Perhaps these polls should be taken with a grain of salt. After all, the polling for the 2016 election was clearly miscalculated. However, there is a growing discontent within the base centered around Trump’s inability to fulfill his biggest campaign promise—building the wall. Ann Coulter, an early fervent Trump supporter, has begun regularly berating the President on Twitter. On Jan. 25, after news broke of the government shutdown ending, Coulter tweeted, “Good news for George Herbert Walker Bush: As of today, he is no longer the biggest wimp ever to serve as President of the United States.”
As 2020 nears, things aren’t looking very good for Republicans. Yet, a new glimmer of hope may help secure another four years for Trump. Howard Schultz, an NMU alumnus and former CEO of Starbucks, has been mulling over a 2020 presidential bid—as an independent. In a recent interview with CNBC, he said, “It concerns me that so many voices in the Democratic Party are going so far to the left. I say to myself, ‘How are we going to pay for these things,’ in terms of things like single payer [and] people espousing the fact that the government is going to give everyone a job. I don’t think that’s realistic.”

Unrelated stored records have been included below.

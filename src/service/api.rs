//! Public HTTP API: starting a process and describing the latest execution of
//! a process id.

use std::net::SocketAddr;
use std::sync::Arc;

use anyhow::{Context as _, Result};
use axum::extract::rejection::JsonRejection;
use axum::extract::State;
use axum::http::StatusCode;
use axum::response::{IntoResponse, Response};
use axum::routing::post;
use axum::{Json, Router};
use tokio::net::TcpListener;
use tokio::sync::oneshot;
use tokio::task::JoinHandle;
use tracing::{debug, error, info};

use crate::api_types::{
    ApiErrorResponse, NotifyImmediateTasksRequest, ProcessExecutionDescribeRequest,
    ProcessExecutionDescribeResponse, ProcessExecutionStartRequest, ProcessExecutionStartResponse,
};
use crate::engine::TaskNotifier;
use crate::persistence::data_models::DEFAULT_SHARD_ID;
use crate::persistence::{ProcessStore, StartProcessRequest, StoreError};

pub const START_PROCESS_PATH: &str = "/api/v1/xdb/service/process-execution/start";
pub const DESCRIBE_PROCESS_PATH: &str = "/api/v1/xdb/service/process-execution/describe";

#[derive(Clone)]
pub struct ApiState {
    pub store: Arc<dyn ProcessStore>,
    pub notifier: Arc<dyn TaskNotifier>,
}

/// Running API server handle.
pub struct ApiServer {
    addr: SocketAddr,
    shutdown_tx: oneshot::Sender<()>,
    handle: JoinHandle<()>,
}

impl ApiServer {
    pub async fn start(port: u16, state: ApiState) -> Result<Self> {
        let listener = TcpListener::bind(("0.0.0.0", port))
            .await
            .with_context(|| format!("failed to bind API listener on port {port}"))?;
        let addr = listener.local_addr()?;

        let app = create_router(state);
        let (shutdown_tx, shutdown_rx) = oneshot::channel();
        let handle = tokio::spawn(async move {
            let serve = axum::serve(listener, app).with_graceful_shutdown(async {
                let _ = shutdown_rx.await;
            });
            if let Err(err) = serve.await {
                error!(?err, "API server terminated with error");
            }
        });

        info!(%addr, "API service started");
        Ok(Self {
            addr,
            shutdown_tx,
            handle,
        })
    }

    pub fn addr(&self) -> SocketAddr {
        self.addr
    }

    pub async fn stop(self) {
        let _ = self.shutdown_tx.send(());
        let _ = self.handle.await;
    }
}

pub fn create_router(state: ApiState) -> Router {
    Router::new()
        .route(START_PROCESS_PATH, post(start_process))
        .route(DESCRIBE_PROCESS_PATH, post(describe_process))
        .with_state(state)
}

struct ApiError {
    status: StatusCode,
    detail: String,
}

impl ApiError {
    fn invalid_request_schema() -> Self {
        Self {
            status: StatusCode::BAD_REQUEST,
            detail: "invalid request schema".to_string(),
        }
    }

    fn already_started() -> Self {
        Self {
            status: StatusCode::CONFLICT,
            detail: "process with the same id is already started".to_string(),
        }
    }

    fn not_found() -> Self {
        Self {
            status: StatusCode::NOT_FOUND,
            detail: "process does not exist".to_string(),
        }
    }

    fn internal(err: StoreError) -> Self {
        error!(?err, "API request failed");
        Self {
            status: StatusCode::INTERNAL_SERVER_ERROR,
            detail: "internal server error".to_string(),
        }
    }
}

impl IntoResponse for ApiError {
    fn into_response(self) -> Response {
        (self.status, Json(ApiErrorResponse { detail: self.detail })).into_response()
    }
}

async fn start_process(
    State(state): State<ApiState>,
    payload: Result<Json<ProcessExecutionStartRequest>, JsonRejection>,
) -> Result<Json<ProcessExecutionStartResponse>, ApiError> {
    let Json(request) = payload.map_err(|_| ApiError::invalid_request_schema())?;
    debug!(process_id = %request.process_id, namespace = %request.namespace, "received StartProcess API request");

    let response = state
        .store
        .start_process(StartProcessRequest {
            request,
            new_task_shard_id: DEFAULT_SHARD_ID,
        })
        .await
        .map_err(ApiError::internal)?;

    if response.already_started {
        return Err(ApiError::already_started());
    }
    if response.has_new_immediate_task {
        state
            .notifier
            .notify_new_immediate_tasks(NotifyImmediateTasksRequest {
                shard_id: DEFAULT_SHARD_ID,
                process_execution_id: Some(response.process_execution_id.to_string()),
                ..Default::default()
            });
    }

    Ok(Json(ProcessExecutionStartResponse {
        process_execution_id: response.process_execution_id.to_string(),
    }))
}

async fn describe_process(
    State(state): State<ApiState>,
    payload: Result<Json<ProcessExecutionDescribeRequest>, JsonRejection>,
) -> Result<Json<ProcessExecutionDescribeResponse>, ApiError> {
    let Json(request) = payload.map_err(|_| ApiError::invalid_request_schema())?;
    debug!(process_id = %request.process_id, namespace = %request.namespace, "received DescribeProcess API request");

    let response = state
        .store
        .describe_latest_process(&request.namespace, &request.process_id)
        .await
        .map_err(|err| {
            if err.is_not_found() {
                ApiError::not_found()
            } else {
                ApiError::internal(err)
            }
        })?;

    Ok(Json(response))
}
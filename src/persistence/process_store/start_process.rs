//! Starting a process and describing the latest execution of a process id.

use chrono::Utc;
use uuid::Uuid;

use super::{insert_state_and_immediate_task, rollback, PgProcessStore};
use crate::api_types::ProcessExecutionDescribeResponse;
use crate::persistence::data_models::{
    encoded_object_to_bytes, AsyncStateExecutionInfo, ProcessExecutionInfo,
    ProcessExecutionStatus, StateExecutionSequenceMaps, StateExecutionWaitingQueues, TimerTaskType,
};
use crate::persistence::postgres::{non_transactional, transactional};
use crate::persistence::{StartProcessRequest, StartProcessResponse, StoreError};

impl PgProcessStore {
    pub(crate) async fn do_start_process(
        &self,
        request: StartProcessRequest,
    ) -> Result<StartProcessResponse, StoreError> {
        let mut tx = self.pool.begin().await?;
        let process_execution_id = Uuid::new_v4();

        // Step 1: claim the (namespace, processId) pointer. A duplicate means
        // the process id already has a latest execution.
        let claimed = transactional::insert_latest_process_execution(
            &mut tx,
            &request.request.namespace,
            &request.request.process_id,
            process_execution_id,
        )
        .await;
        if let Err(err) = claimed {
            rollback(tx).await;
            if err.is_duplicate_entry() {
                return Ok(StartProcessResponse {
                    process_execution_id,
                    already_started: true,
                    has_new_immediate_task: false,
                });
            }
            return Err(err);
        }

        match Self::start_process_tx(&mut tx, process_execution_id, &request).await {
            Ok(has_new_immediate_task) => {
                tx.commit().await?;
                Ok(StartProcessResponse {
                    process_execution_id,
                    already_started: false,
                    has_new_immediate_task,
                })
            }
            Err(err) => {
                rollback(tx).await;
                Err(err)
            }
        }
    }

    async fn start_process_tx(
        tx: &mut sqlx::Transaction<'_, sqlx::Postgres>,
        process_execution_id: Uuid,
        request: &StartProcessRequest,
    ) -> Result<bool, StoreError> {
        let req = &request.request;
        let start_time = Utc::now();
        let timeout_seconds = req
            .process_start_config
            .as_ref()
            .and_then(|c| c.timeout_seconds)
            .unwrap_or(0);

        let mut sequence_maps = StateExecutionSequenceMaps::new();
        let mut has_new_immediate_task = false;

        // Step 2: the optional first state execution and its immediate task.
        if let Some(start_state_id) = &req.start_state_id {
            let state_id_sequence = sequence_maps.start_new_state_execution(start_state_id);
            let state_info = serde_json::to_vec(&AsyncStateExecutionInfo {
                namespace: req.namespace.clone(),
                process_id: req.process_id.clone(),
                process_type: req.process_type.clone(),
                worker_url: req.worker_url.clone(),
                state_config: req.start_state_config.clone(),
            })?;
            let state_input =
                encoded_object_to_bytes(&req.start_state_input.clone().unwrap_or_default())?;

            insert_state_and_immediate_task(
                tx,
                process_execution_id,
                start_state_id,
                state_id_sequence,
                req.start_state_config.as_ref(),
                &state_info,
                &state_input,
                request.new_task_shard_id,
            )
            .await?;
            has_new_immediate_task = true;
        }

        if timeout_seconds > 0 {
            transactional::insert_timer_task(
                tx,
                request.new_task_shard_id,
                start_time.timestamp() + i64::from(timeout_seconds),
                process_execution_id,
                "",
                0,
                TimerTaskType::ProcessTimeout,
                None,
            )
            .await?;
        }

        // Step 3: the process row itself.
        let process_info = serde_json::to_vec(&ProcessExecutionInfo {
            process_type: req.process_type.clone(),
            worker_url: req.worker_url.clone(),
        })?;
        transactional::insert_process_execution(
            tx,
            transactional::NewProcessExecutionRow {
                process_execution_id,
                namespace: &req.namespace,
                process_id: &req.process_id,
                status: ProcessExecutionStatus::Running,
                start_time,
                timeout_seconds,
                state_execution_sequence_maps: &sequence_maps.to_bytes()?,
                state_execution_waiting_queues: &StateExecutionWaitingQueues::new().to_bytes()?,
                info: &process_info,
            },
        )
        .await?;

        Ok(has_new_immediate_task)
    }

    pub(crate) async fn do_describe_latest_process(
        &self,
        namespace: &str,
        process_id: &str,
    ) -> Result<ProcessExecutionDescribeResponse, StoreError> {
        let row =
            non_transactional::select_latest_process_execution(&self.pool, namespace, process_id)
                .await?;
        let info: ProcessExecutionInfo = serde_json::from_slice(&row.info)?;
        Ok(ProcessExecutionDescribeResponse {
            process_execution_id: row.process_execution_id,
            process_type: info.process_type,
            worker_url: info.worker_url,
            start_timestamp: row.start_time.timestamp(),
        })
    }
}
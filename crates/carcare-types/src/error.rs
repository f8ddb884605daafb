use thiserror::Error;

use crate::booking::BookingStatus;

/// Errors from calls to the booking backend (used by the port trait in carcare-core).
#[derive(Debug, Error)]
pub enum ApiError {
    #[error("request failed: {0}")]
    Transport(String),

    #[error("backend returned HTTP {status}: {body}")]
    Status { status: u16, body: String },

    #[error("could not decode response: {0}")]
    Decode(String),

    #[error("invalid request: {0}")]
    InvalidRequest(String),
}

/// Errors from mutating a booking draft.
#[derive(Debug, Error, PartialEq, Eq)]
pub enum DraftError {
    #[error("unknown add-on code '{0}'")]
    UnknownAddon(String),
}

/// A status change the transition policy does not permit.
#[derive(Debug, Error, PartialEq, Eq)]
pub enum TransitionError {
    #[error("cannot move booking from '{from}' to '{to}'")]
    NotAllowed {
        from: BookingStatus,
        to: BookingStatus,
    },
}

/// Errors loading client configuration.
#[derive(Debug, Error)]
pub enum ConfigError {
    #[error("failed to read config file {path}: {message}")]
    Read { path: String, message: String },

    #[error("failed to parse config file {path}: {message}")]
    Parse { path: String, message: String },

    #[error("invalid backend url '{0}'")]
    InvalidBackendUrl(String),
}
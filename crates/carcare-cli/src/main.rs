//! Car Home Services booking client.
//!
//! Binary name: `carcare`
//!
//! Parses CLI arguments, resolves configuration, then dispatches to the
//! customer booking commands or the admin commands.

mod cli;
mod state;

use clap::Parser;
use clap_complete::generate;
use tracing_subscriber::EnvFilter;

use cli::{AdminCommand, Cli, Commands};
use state::AppState;

#[tokio::main]
async fn main() -> anyhow::Result<()> {
    let cli = Cli::parse();

    // Set up tracing based on verbosity
    let filter = match cli.verbose {
        0 if cli.quiet => "error",
        0 => "warn",
        1 => "info,carcare=debug",
        _ => "trace",
    };

    tracing_subscriber::fmt()
        .with_env_filter(EnvFilter::new(filter))
        .with_target(false)
        .with_writer(std::io::stderr)
        .init();

    // Shell completions don't need a backend
    if let Commands::Completions { shell } = &cli.command {
        let mut cmd = <Cli as clap::CommandFactory>::command();
        generate(*shell, &mut cmd, "carcare", &mut std::io::stdout());
        return Ok(());
    }

    let state = AppState::init(cli.backend_url.as_deref()).await?;

    match cli.command {
        Commands::Services => {
            cli::catalog::list_services(&state.api, cli.json).await?;
        }

        Commands::Packages { service } => {
            cli::catalog::list_packages(&state.api, &service, cli.json).await?;
        }

        Commands::Addons => {
            cli::catalog::list_addons(cli.json)?;
        }

        Commands::Quote(args) => {
            cli::catalog::quote(state.api.clone(), args, cli.json).await?;
        }

        Commands::Book(args) => {
            cli::book::book(&state, args, cli.json).await?;
        }

        Commands::Admin { action } => match action {
            AdminCommand::List { status } => {
                cli::admin::list_bookings(state.api.clone(), status, cli.json).await?;
            }
            AdminCommand::SetStatus { id, status } => {
                cli::admin::set_status(state.api.clone(), &id, status, cli.json).await?;
            }
        },

        Commands::Completions { .. } => unreachable!("handled above"),
    }

    Ok(())
}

Schultz can be best described as a centrist, old-school Democrat. It’s the same cloth that Bill Clinton was cut from, who was able to rally blue collar workers and the old Democratic base. Schultz is correct in his assertion that the Democratic Party is moving further and further left, leaving behind a large portion of the base that doesn’t subscribe to radical socialism. Many old Democrats feel disaffected, which I believe played a major role in Trump’s election to office. Rust Belt states filled with people concerned about the economy and their jobs flocked to Trump’s side. People like my grandfather, who had voted straight blue in every presidential election his entire life, left the Democratic Party and voted for Donald Trump in 2016. He expressed the same reasoning Schultz lays out.
Running as an independent allows people like my grandfather to find a happy medium between radical leftism and conservatism, something that a huge swath of the population would find comforting. It’s also going to be detrimental to Democrats. Yes, Schultz will pull back some of the blue collar folks who voted for Trump in 2016, but he’s going to pull far more votes from the Democratic Party. People who hate Trump and have been struggling to stomach the radicalism in their own ranks are going to move into Schultz’s camp, fragmenting the already ideologically-divided party. Blue collar workers and social justice activists will part ways, cutting each of their chances of winning in half.
A similar situation occurred back in 1912. When Theodore Roosevelt failed to secure the Republican nomination, he created the Progressive Party (nicknamed the “Bull Moose Party”) and ran for president. This fragmented the Republicans, which allowed Woodrow Wilson, the Democratic nominee, to win with only 42 percent of the vote.
If Trump wants to win, this presidential play by Schultz is the best thing he could ask for. Until Democrats get their act together and make a return to the principles that used to win them elections, they should expect to weather another four years of Trump. “Resistance” doesn’t earn results.